2.4    Stock Option Vesting. Except as expressly approved by a majority of the non-employee members of the Board of Directors, options issued to employees pursuant to the Company’s stock option plan shall be granted with four-year vesting, with 25% of the options vesting on the first anniversary from the date of grant and the remainder vesting in equal monthly installments after the first anniversary until fully vested as of the fourth anniversary form the date of the grant.
2.5    Compensation and Audit Committee. The Board of Directors shall maintain an Audit Committee and Compensation Committee to be comprised of non-management directors (including the Series A Director, Series B Director, Series D Director and Series E Director). The Compensation Committee shall be responsible for reviewing and approving all option grants, as well as compensation of all officers of the Company and non-officer employees whose annual compensation exceeds, or is expected to exceed, a threshold amount determined by the Board of Directors.
2.6    Directors and Officers Insurance. Unless otherwise determined by a majority of the Board of Directors (including the Series A Director, Series B Director, Series D Director and Series E Director), the Company shall purchase and maintain a policy or policies of directors and officers liability insurance on terms and conditions reasonably acceptable to the Company and the Investors in the amount of $2,000,000.
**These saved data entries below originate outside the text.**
//! Camera role payload

use crate::amf::AmfValue;

use super::transform::Transform;

/// Camera projection
#[derive(Debug, Clone, Copy, PartialEq, Eq, Default)]
pub enum ProjectionMode {
    #[default]
    Perspective,
    Orthographic,
}

impl ProjectionMode {
    pub fn as_str(&self) -> &'static str {
        match self {
            ProjectionMode::Perspective => "perspective",
            ProjectionMode::Orthographic => "orthographic",
        }
    }
}

/// Lens and sensor description sent once at setup
///
/// The `is_*_supported` flags tell the consumer which per-frame fields are
/// meaningful for this camera.
#[derive(Debug, Clone, Default, PartialEq)]
pub struct CameraStatic {
    pub is_field_of_view_supported: bool,
    pub is_aspect_ratio_supported: bool,
    pub is_focal_length_supported: bool,
    pub is_projection_mode_supported: bool,
    pub is_aperture_supported: bool,
    pub is_focus_distance_supported: bool,
    /// Sensor width in millimetres
    pub film_back_width: f32,
    /// Sensor height in millimetres
    pub film_back_height: f32,
    pub min_focal_length: f32,
    pub max_focal_length: f32,
}

impl CameraStatic {
    /// Zeroed descriptor with every feature unsupported
    pub fn new() -> Self {
        Self::default()
    }

    pub(crate) fn to_amf(&self) -> AmfValue {
        AmfValue::object()
            .with("isFieldOfViewSupported", self.is_field_of_view_supported)
            .with("isAspectRatioSupported", self.is_aspect_ratio_supported)
            .with("isFocalLengthSupported", self.is_focal_length_supported)
            .with("isProjectionModeSupported", self.is_projection_mode_supported)
            .with("isApertureSupported", self.is_aperture_supported)
            .with("isFocusDistanceSupported", self.is_focus_distance_supported)
            .with("filmBackWidth", self.film_back_width)
            .with("filmBackHeight", self.film_back_height)
            .with("minFocalLength", self.min_focal_length)
            .with("maxFocalLength", self.max_focal_length)
            .build()
    }
}

/// Per-frame camera values
#[derive(Debug, Clone, Default, PartialEq)]
pub struct Camera {
    pub transform: Transform,
    /// Horizontal field of view in degrees
    pub field_of_view: f32,
    pub aspect_ratio: f32,
    /// Focal length in millimetres
    pub focal_length: f32,
    /// f-stop
    pub aperture: f32,
    pub focus_distance: f32,
    pub projection_mode: ProjectionMode,
}

impl Camera {
    /// Identity transform, zeroed lens values, perspective projection
    pub fn new() -> Self {
        Self::default()
    }

    pub(crate) fn to_amf(&self) -> AmfValue {
        AmfValue::object()
            .with("transform", self.transform.to_amf())
            .with("fieldOfView", self.field_of_view)
            .with("aspectRatio", self.aspect_ratio)
            .with("focalLength", self.focal_length)
            .with("aperture", self.aperture)
            .with("focusDistance", self.focus_distance)
            .with("projectionMode", self.projection_mode.as_str())
            .build()
    }
}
2.7    Successor Indemnification. If the Company or any of its successors or assignees consolidates with or merges into any other corporation or entity and is not the continuing or surviving corporation or entity of such consolidation or merger, then to the extent necessary, proper provision shall be made so that the successors and assignees of the Company assume the obligations of the Company with respect to indemnification of members of the Board of Directors as in effect immediately before such transaction, whether such obligations are contained in the Company’s Bylaws, its Restated Articles, or elsewhere, as the case may be.

14



2.8    Board Expenses. The Company shall reimburse the nonemployee directors for all reasonable out-of-pocket expenses incurred in connection with attending meetings of the Board of Directors.
2.9    Termination of Covenants.
(a)    The covenants set forth in Sections 2.1 through Section 2.9 (other than Section 2.8 and 2.9 with regards to any expenses incurred prior to termination) shall terminate as to each Holder and be of no further force or effect (i) immediately prior to the consummation of a Qualified IPO or (ii) upon termination of this Agreement, as provided in Section 3.1.
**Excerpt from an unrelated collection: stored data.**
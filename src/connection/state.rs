//! Connection state machine
//!
//! ```text
//!  Uninitialized ──initialize──► Initializing ──link up──► Connected
//!        ▲                            │                     │    ▲
//!        │                        link down            link down │
//!        │                            ▼                     ▼    │
//!        └────────uninitialize──── Disconnected ◄───────────┘  link up
//! ```
//!
//! Any state returns to `Uninitialized` on uninitialize.

use std::sync::atomic::{AtomicU8, Ordering};

/// Connection lifecycle state
#[repr(u8)]
#[derive(Debug, Clone, Copy, PartialEq, Eq, Hash)]
pub enum LinkState {
    /// No interface running
    Uninitialized = 0,
    /// Interface running, no consumer seen yet
    Initializing = 1,
    /// A consumer is reachable
    Connected = 2,
    /// The consumer was lost
    Disconnected = 3,
}

impl LinkState {
    fn from_u8(raw: u8) -> Self {
        match raw {
            1 => LinkState::Initializing,
            2 => LinkState::Connected,
            3 => LinkState::Disconnected,
            _ => LinkState::Uninitialized,
        }
    }

    /// Whether this state reports a live connection
    pub fn is_connected(self) -> bool {
        self == LinkState::Connected
    }

    /// Whether the interface is running
    pub fn is_initialized(self) -> bool {
        self != LinkState::Uninitialized
    }

    /// State after a link-up event, or `None` if the event is ignored
    pub fn on_link_up(self) -> Option<LinkState> {
        match self {
            LinkState::Initializing | LinkState::Disconnected => Some(LinkState::Connected),
            LinkState::Connected | LinkState::Uninitialized => None,
        }
    }

    /// State after a link-down event, or `None` if the event is ignored
    pub fn on_link_down(self) -> Option<LinkState> {
        match self {
            LinkState::Initializing | LinkState::Connected => Some(LinkState::Disconnected),
            LinkState::Disconnected | LinkState::Uninitialized => None,
        }
    }
}

impl std::fmt::Display for LinkState {
    fn fmt(&self, f: &mut std::fmt::Formatter<'_>) -> std::fmt::Result {
        let name = match self {
            LinkState::Uninitialized => "uninitialized",
            LinkState::Initializing => "initializing",
            LinkState::Connected => "connected",
            LinkState::Disconnected => "disconnected",
        };
        f.write_str(name)
    }
}

/// Atomic cell holding a [`LinkState`]
#[derive(Debug)]
pub struct StateCell(AtomicU8);

impl StateCell {
    pub fn new(state: LinkState) -> Self {
        Self(AtomicU8::new(state as u8))
    }

    pub fn load(&self) -> LinkState {
        LinkState::from_u8(self.0.load(Ordering::Acquire))
    }

    /// Unconditionally set the state, returning the previous one
    pub fn swap(&self, state: LinkState) -> LinkState {
        LinkState::from_u8(self.0.swap(state as u8, Ordering::AcqRel))
    }

    /// Apply a transition computed from the current state
    ///
    /// Returns `(from, to)` when the state changed. A concurrent uninitialize
    /// always wins: transitions are never applied out of `Uninitialized`.
    pub fn transition<F>(&self, next: F) -> Option<(LinkState, LinkState)>
    where
        F: Fn(LinkState) -> Option<LinkState>,
    {
        let mut current = self.load();
        loop {
            let to = next(current)?;
            match self.0.compare_exchange(
                current as u8,
                to as u8,
                Ordering::AcqRel,
                Ordering::Acquire,
            ) {
                Ok(_) => return Some((current, to)),
                Err(raw) => current = LinkState::from_u8(raw),
            }
        }
    }
}

impl Default for StateCell {
    fn default() -> Self {
        Self::new(LinkState::Uninitialized)
    }
}

#[cfg(test)]
mod tests {
    use super::*;

    #[test]
    fn test_link_up_transitions() {
        assert_eq!(LinkState::Initializing.on_link_up(), Some(LinkState::Connected));
        assert_eq!(LinkState::Disconnected.on_link_up(), Some(LinkState::Connected));
        assert_eq!(LinkState::Connected.on_link_up(), None);
        assert_eq!(LinkState::Uninitialized.on_link_up(), None);
    }

    #[test]
    fn test_link_down_transitions() {
        assert_eq!(LinkState::Initializing.on_link_down(), Some(LinkState::Disconnected));
        assert_eq!(LinkState::Connected.on_link_down(), Some(LinkState::Disconnected));
        assert_eq!(LinkState::Disconnected.on_link_down(), None);
        assert_eq!(LinkState::Uninitialized.on_link_down(), None);
    }

    #[test]
    fn test_cell_transition() {
        let cell = StateCell::new(LinkState::Initializing);

        let changed = cell.transition(LinkState::on_link_up);
        assert_eq!(changed, Some((LinkState::Initializing, LinkState::Connected)));
        assert!(cell.load().is_connected());

        // Repeated link up is ignored
        assert_eq!(cell.transition(LinkState::on_link_up), None);
        assert_eq!(cell.load(), LinkState::Connected);
    }

    #[test]
    fn test_uninitialized_is_sticky() {
        let cell = StateCell::default();
        assert_eq!(cell.transition(LinkState::on_link_up), None);
        assert_eq!(cell.transition(LinkState::on_link_down), None);
        assert!(!cell.load().is_initialized());

        assert_eq!(cell.swap(LinkState::Initializing), LinkState::Uninitialized);
        assert_eq!(cell.load(), LinkState::Initializing);
    }
}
(b)    The covenants set forth in Sections 2.1 and 2.2 shall terminate as to each Holder and be of no further force or effect when the Company first becomes subject to the periodic reporting requirements of Section 13 or 15(d) of the Exchange Act, if this occurs earlier than the events described in subsection (a) immediately above.
3.    Miscellaneous.
3.1    Termination. This Agreement shall terminate, and have no further force and effect, when the Company shall consummate a transaction or series of related transactions deemed to be a liquidation, dissolution or winding up of the Company pursuant to the Restated Articles.
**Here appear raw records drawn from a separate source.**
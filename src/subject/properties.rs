//! Named float properties
//!
//! A [`Properties`] set is fixed when a subject is registered. Every frame
//! then carries a parallel list of values; see [`PropertyValues::align`] for
//! how count mismatches are resolved.

use std::collections::HashSet;

use super::error::PropertyError;

/// Ordered, unique property names attached to a subject's schema
#[derive(Debug, Clone, Default, PartialEq, Eq)]
pub struct Properties {
    names: Vec<String>,
}

impl Properties {
    /// Build a property set, rejecting empty or duplicate names
    pub fn new<I, S>(names: I) -> Result<Self, PropertyError>
    where
        I: IntoIterator<Item = S>,
        S: Into<String>,
    {
        let names: Vec<String> = names.into_iter().map(Into::into).collect();
        let mut seen = HashSet::with_capacity(names.len());

        for (index, name) in names.iter().enumerate() {
            if name.is_empty() {
                return Err(PropertyError::EmptyName { index });
            }
            if !seen.insert(name.as_str()) {
                return Err(PropertyError::Duplicate(name.clone()));
            }
        }

        Ok(Self { names })
    }

    /// The empty property set
    pub fn none() -> Self {
        Self::default()
    }

    pub fn names(&self) -> &[String] {
        &self.names
    }

    pub fn len(&self) -> usize {
        self.names.len()
    }

    pub fn is_empty(&self) -> bool {
        self.names.is_empty()
    }
}

/// Outcome of aligning per-frame values to a property set
#[derive(Debug, Clone, Copy, PartialEq, Eq)]
pub enum Alignment {
    /// Value count matched the property count
    Exact,
    /// This many trailing values were missing and sent as zero
    ZeroFilled(usize),
    /// This many excess values were ignored
    Truncated(usize),
}

/// Per-frame property values, positionally aligned to [`Properties`]
#[derive(Debug, Clone, Default, PartialEq)]
pub struct PropertyValues {
    values: Vec<f32>,
}

impl PropertyValues {
    pub fn new(values: impl Into<Vec<f32>>) -> Self {
        Self {
            values: values.into(),
        }
    }

    pub fn as_slice(&self) -> &[f32] {
        &self.values
    }

    pub fn len(&self) -> usize {
        self.values.len()
    }

    pub fn is_empty(&self) -> bool {
        self.values.is_empty()
    }

    /// Resize to `count` values: missing slots are zero, excess values dropped
    pub fn align(&self, count: usize) -> (Vec<f32>, Alignment) {
        let supplied = self.values.len();
        let mut aligned = self.values.clone();
        aligned.resize(count, 0.0);

        let alignment = if supplied < count {
            Alignment::ZeroFilled(count - supplied)
        } else if supplied > count {
            Alignment::Truncated(supplied - count)
        } else {
            Alignment::Exact
        };

        (aligned, alignment)
    }
}

impl From<Vec<f32>> for PropertyValues {
    fn from(values: Vec<f32>) -> Self {
        Self::new(values)
    }
}

#[cfg(test)]
mod tests {
    use super::*;

    #[test]
    fn test_ordered_names() {
        let props = Properties::new(["focus", "iris", "zoom"]).unwrap();
        assert_eq!(props.len(), 3);
        assert_eq!(props.names()[1], "iris");
        assert!(Properties::none().is_empty());
    }

    #[test]
    fn test_duplicate_name_reported() {
        let result = Properties::new(["focus", "iris", "focus"]);
        assert_eq!(result, Err(PropertyError::Duplicate("focus".into())));
    }

    #[test]
    fn test_empty_name_reported() {
        let result = Properties::new(vec!["a".to_string(), String::new()]);
        assert_eq!(result, Err(PropertyError::EmptyName { index: 1 }));
    }

    #[test]
    fn test_align_zero_fills_missing() {
        let values = PropertyValues::new(vec![0.5]);
        let (aligned, alignment) = values.align(3);
        assert_eq!(aligned, vec![0.5, 0.0, 0.0]);
        assert_eq!(alignment, Alignment::ZeroFilled(2));
    }

    #[test]
    fn test_align_ignores_excess() {
        let values = PropertyValues::new(vec![1.0, 2.0, 3.0]);
        let (aligned, alignment) = values.align(1);
        assert_eq!(aligned, vec![1.0]);
        assert_eq!(alignment, Alignment::Truncated(2));
    }

    #[test]
    fn test_align_exact() {
        let values = PropertyValues::from(vec![1.0, 2.0]);
        assert_eq!(values.align(2), (vec![1.0, 2.0], Alignment::Exact));
    }
}
//! Transport links to a consumer
//!
//! A [`Transport`] opens a [`Link`]: an outbound message queue plus a stream
//! of [`LinkEvent`]s reporting when a consumer becomes reachable or is lost.
//! The connection manager only ever talks to this seam, so the same lifecycle
//! logic drives the in-memory bus used by tests and the TCP link.
//!
//! `open` is called from inside the background runtime; implementations may
//! spawn their I/O tasks onto it. Dropping the link's outbound sender closes
//! the link.

pub mod backoff;
pub mod memory;
pub mod tcp;

pub use backoff::BackoffPolicy;
pub use memory::{MemoryPeer, MemoryTransport};
pub use tcp::{TcpConfig, TcpTransport};

use thiserror::Error;
use tokio::sync::mpsc;
use tokio::task::JoinHandle;

use crate::protocol::Message;

/// Reachability change reported by a transport
#[derive(Debug, Clone, Copy, PartialEq, Eq)]
pub enum LinkEvent {
    /// A consumer is reachable
    Up,
    /// The consumer was lost
    Down,
}

/// An open link to a consumer
#[derive(Debug)]
pub struct Link {
    /// Messages to deliver, in order
    pub outbound: mpsc::Sender<Message>,
    /// Reachability changes, in order
    pub events: mpsc::UnboundedReceiver<LinkEvent>,
    /// I/O task that finishes once the link has been flushed and closed
    pub task: Option<JoinHandle<()>>,
}

/// Transport error types
#[derive(Debug, Error)]
pub enum TransportError {
    /// `open` was called outside a tokio runtime
    #[error("transport requires a tokio runtime")]
    NoRuntime,

    /// The transport refused to open a link
    #[error("transport unavailable: {0}")]
    Unavailable(String),

    /// I/O error
    #[error("transport I/O error: {0}")]
    Io(#[from] std::io::Error),
}

/// Source of links to a consumer
pub trait Transport: Send + Sync {
    /// Open a link for the named interface
    fn open(&self, interface: &str) -> Result<Link, TransportError>;
}

impl<T: Transport + ?Sized> Transport for std::sync::Arc<T> {
    fn open(&self, interface: &str) -> Result<Link, TransportError> {
        (**self).open(interface)
    }
}

impl<T: Transport + ?Sized> Transport for Box<T> {
    fn open(&self, interface: &str) -> Result<Link, TransportError> {
        (**self).open(interface)
    }
}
3.2    Entire Agreement. This Agreement constitutes the entire agreement between the parties hereto pertaining to the subject matter hereof, and any and all other written or oral agreements relating to the subject matter hereof existing between the parties hereto are expressly canceled.
3.3    Successors and Assigns. Except as otherwise provided in this Agreement, the terms and conditions of this Agreement shall inure to the benefit of and be binding upon the respective permitted successors and assigns of the parties (including transferees of any of the Holders). Nothing in this Agreement, express or implied, is intended to confer upon any party other than the parties hereto or their respective successors and assigns any rights, remedies, obligations, or liabilities under or by reason of this Agreement, except as expressly provided in this Agreement.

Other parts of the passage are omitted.